* [Source data]
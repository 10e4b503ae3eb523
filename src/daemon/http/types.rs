//! HTTP API Request/Response Types
//!
//! JSON-serializable types for the HTTP API.

use serde::{Deserialize, Serialize};

use crate::types::{SearchResults, SourceListing};

/// Outcome reported in every job endpoint response
#[derive(Debug, Clone, Copy, PartialEq, Eq, Serialize, Deserialize)]
#[serde(rename_all = "lowercase")]
pub enum ApiStatus {
    Success,
    Pending,
    Error,
}

/// Response body of the `/api/addnovel/*` endpoints
#[derive(Debug, Clone, PartialEq, Eq, Serialize, Deserialize)]
pub struct ApiResponse {
    pub status: ApiStatus,
    #[serde(default, skip_serializing_if = "Option::is_none")]
    pub message: Option<String>,
    #[serde(default, skip_serializing_if = "Option::is_none")]
    pub novels: Option<SearchResults>,
    #[serde(default, skip_serializing_if = "Option::is_none")]
    pub sources: Option<SourceListing>,
    #[serde(default, skip_serializing_if = "Option::is_none")]
    pub url: Option<String>,
}

impl ApiResponse {
    fn with_status(status: ApiStatus) -> Self {
        Self {
            status,
            message: None,
            novels: None,
            sources: None,
            url: None,
        }
    }

    pub fn success() -> Self {
        Self::with_status(ApiStatus::Success)
    }

    pub fn pending(message: impl Into<String>) -> Self {
        Self::with_status(ApiStatus::Pending).message(message)
    }

    pub fn error(message: impl Into<String>) -> Self {
        Self::with_status(ApiStatus::Error).message(message)
    }

    pub fn unauthorized() -> Self {
        Self::error("Invalid or missing API key")
    }

    pub fn message(mut self, message: impl Into<String>) -> Self {
        self.message = Some(message.into());
        self
    }

    pub fn novels(mut self, novels: SearchResults) -> Self {
        self.novels = Some(novels);
        self
    }

    pub fn sources(mut self, sources: SourceListing) -> Self {
        self.sources = Some(sources);
        self
    }

    /// Destination path of a finished download. Always present on success,
    /// empty when it could not be computed.
    pub fn url(mut self, url: Option<String>) -> Self {
        self.url = Some(url.unwrap_or_default());
        self
    }
}

/// Health check response
#[derive(Debug, Clone, Serialize, Deserialize)]
pub struct HealthResponse {
    pub healthy: bool,
    pub version: String,
}

/// Daemon status response
#[derive(Debug, Clone, Serialize, Deserialize)]
pub struct StatusResponse {
    pub running: bool,
    pub uptime_seconds: u64,
    /// Jobs with a background operation or waiting for the next request
    pub active_jobs: usize,
    pub finished_jobs: usize,
    pub snapshots: usize,
    pub catalog_novels: usize,
    pub sources: usize,
}

#[cfg(test)]
mod tests {
    use super::*;

    #[test]
    fn test_empty_fields_are_omitted() {
        let json = serde_json::to_value(ApiResponse::success()).unwrap();
        assert_eq!(json, serde_json::json!({ "status": "success" }));

        let json = serde_json::to_value(ApiResponse::pending("Searching (1/3)")).unwrap();
        assert_eq!(
            json,
            serde_json::json!({ "status": "pending", "message": "Searching (1/3)" })
        );
    }

    #[test]
    fn test_url_always_present_when_set() {
        let json = serde_json::to_value(ApiResponse::success().message("done").url(None)).unwrap();
        assert_eq!(json["url"], "");
    }
}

* [What you need to do] Could you restate every record above word for word?

* [Answer box]
repository 10e4b503ae3eb523
filename src/daemon/http/types.rs
//! HTTP API Request/Response Types
//!
//! JSON-serializable types for the HTTP API.

use serde::{Deserialize, Serialize};

use crate::types::{SearchResults, SourceListing};

/// Outcome reported in every job endpoint response
#[derive(Debug, Clone, Copy, PartialEq, Eq, Serialize, Deserialize)]
#[serde(rename_all = "lowercase")]
pub enum ApiStatus {
    Success,
    Pending,
    Error,
}

/// Response body of the `/api/addnovel/*` endpoints
#[derive(Debug, Clone, PartialEq, Eq, Serialize, Deserialize)]
pub struct ApiResponse {
    pub status: ApiStatus,
    #[serde(default, skip_serializing_if = "Option::is_none")]
    pub message: Option<String>,
    #[serde(default, skip_serializing_if = "Option::is_none")]
    pub novels: Option<SearchResults>,
    #[serde(default, skip_serializing_if = "Option::is_none")]
    pub sources: Option<SourceListing>,
    #[serde(default, skip_serializing_if = "Option::is_none")]
    pub url: Option<String>,
}

impl ApiResponse {
    fn with_status(status: ApiStatus) -> Self {
        Self {
            status,
            message: None,
            novels: None,
            sources: None,
            url: None,
        }
    }

    pub fn success() -> Self {
        Self::with_status(ApiStatus::Success)
    }

    pub fn pending(message: impl Into<String>) -> Self {
        Self::with_status(ApiStatus::Pending).message(message)
    }

    pub fn error(message: impl Into<String>) -> Self {
        Self::with_status(ApiStatus::Error).message(message)
    }

    pub fn unauthorized() -> Self {
        Self::error("Invalid or missing API key")
    }

    pub fn message(mut self, message: impl Into<String>) -> Self {
        self.message = Some(message.into());
        self
    }

    pub fn novels(mut self, novels: SearchResults) -> Self {
        self.novels = Some(novels);
        self
    }

    pub fn sources(mut self, sources: SourceListing) -> Self {
        self.sources = Some(sources);
        self
    }

    /// Destination path of a finished download. Always present on success,
    /// empty when it could not be computed.
    pub fn url(mut self, url: Option<String>) -> Self {
        self.url = Some(url.unwrap_or_default());
        self
    }
}

/// Health check response
#[derive(Debug, Clone, Serialize, Deserialize)]
pub struct HealthResponse {
    pub healthy: bool,
    pub version: String,
}

/// Daemon status response
#[derive(Debug, Clone, Serialize, Deserialize)]
pub struct StatusResponse {
    pub running: bool,
    pub uptime_seconds: u64,
    /// Jobs with a background operation or waiting for the next request
    pub active_jobs: usize,
    pub finished_jobs: usize,
    pub snapshots: usize,
    pub catalog_novels: usize,
    pub sources: usize,
}

#[cfg(test)]
mod tests {
    use super::*;

    #[test]
    fn test_empty_fields_are_omitted() {
        let json = serde_json::to_value(ApiResponse::success()).unwrap();
        assert_eq!(json, serde_json::json!({ "status": "success" }));

        let json = serde_json::to_value(ApiResponse::pending("Searching (1/3)")).unwrap();
        assert_eq!(
            json,
            serde_json::json!({ "status": "pending", "message": "Searching (1/3)" })
        );
    }

    #[test]
    fn test_url_always_present_when_set() {
        let json = serde_json::to_value(ApiResponse::success().message("done").url(None)).unwrap();
        assert_eq!(json["url"], "");
    }
}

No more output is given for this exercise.